(Stored items)
= Beginning of Section =

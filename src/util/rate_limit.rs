//! Rate limiting utilities

use governor::{
    clock::DefaultClock,
    state::{InMemoryState, NotKeyed},
    Quota, RateLimiter,
};
use std::num::NonZeroU32;
use std::sync::Arc;

/// Rate limiter type alias
pub type Limiter = RateLimiter<NotKeyed, InMemoryState, DefaultClock>;

/// Create a rate limiter with the specified requests per second
pub fn create_limiter(requests_per_second: u32) -> Arc<Limiter> {
    let quota = Quota::per_second(NonZeroU32::new(requests_per_second).unwrap_or(NonZeroU32::MIN));
    Arc::new(RateLimiter::direct(quota))
}

/// Max relay frames accepted per second from one connection
pub const RELAY_FRAME_RATE_LIMIT: u32 = 240;

/// Per-connection rate limiter state
#[derive(Clone)]
pub struct ConnectionRateLimiter {
    frame_limiter: Arc<Limiter>,
}

impl ConnectionRateLimiter {
    pub fn new() -> Self {
        Self {
            frame_limiter: create_limiter(RELAY_FRAME_RATE_LIMIT),
        }
    }

    /// Check if an inbound frame is allowed (returns true if allowed)
    pub fn check_frame(&self) -> bool {
        self.frame_limiter.check().is_ok()
    }
}

impl Default for ConnectionRateLimiter {
    fn default() -> Self {
        Self::new()
    }
}
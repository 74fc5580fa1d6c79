//! HTTP route definitions

use axum::{
    extract::State,
    http::{header, Method},
    response::Json,
    routing::get,
    Router,
};
use serde::Serialize;
use tower_http::{cors::CorsLayer, trace::TraceLayer};

use crate::app::AppState;
use crate::net::handler::ws_handler;
use crate::util::time::uptime_secs;

/// Build the relay router
pub fn build_router(state: AppState) -> Router {
    let router = Router::new()
        .route("/health", get(health_handler))
        .route("/ws", get(ws_handler));

    // CORS only matters for browser callers of /health; comma-separated origins
    let allowed_origins: Vec<header::HeaderValue> = state
        .config
        .client_origin
        .as_deref()
        .unwrap_or_default()
        .split(',')
        .filter_map(|s| s.trim().parse::<header::HeaderValue>().ok())
        .collect();

    let router = if allowed_origins.is_empty() {
        router
    } else {
        router.layer(
            CorsLayer::new()
                .allow_origin(allowed_origins)
                .allow_methods([Method::GET, Method::OPTIONS]),
        )
    };

    router.layer(TraceLayer::new_for_http()).with_state(state)
}

// ============================================================================
// Health endpoint
// ============================================================================

#[derive(Debug, Serialize)]
struct HealthResponse {
    status: &'static str,
    uptime_secs: u64,
    endpoints: usize,
    links: usize,
}

async fn health_handler(State(state): State<AppState>) -> Json<HealthResponse> {
    Json(HealthResponse {
        status: "ok",
        uptime_secs: uptime_secs(),
        endpoints: state.relay.len(),
        links: state.relay.active_links(),
    })
}
//! Networking: peer protocol, transports and the relay broker

pub mod handler;
pub mod protocol;
pub mod relay;
pub mod room;
pub mod sync;
pub mod transport;
pub mod ws_transport;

= End of Section =

Using the records given above, list every line that includes the word "derive".

### OUTPUT OF THE EXERCISE
#[derive(Clone)]
#[derive(Debug, Serialize)]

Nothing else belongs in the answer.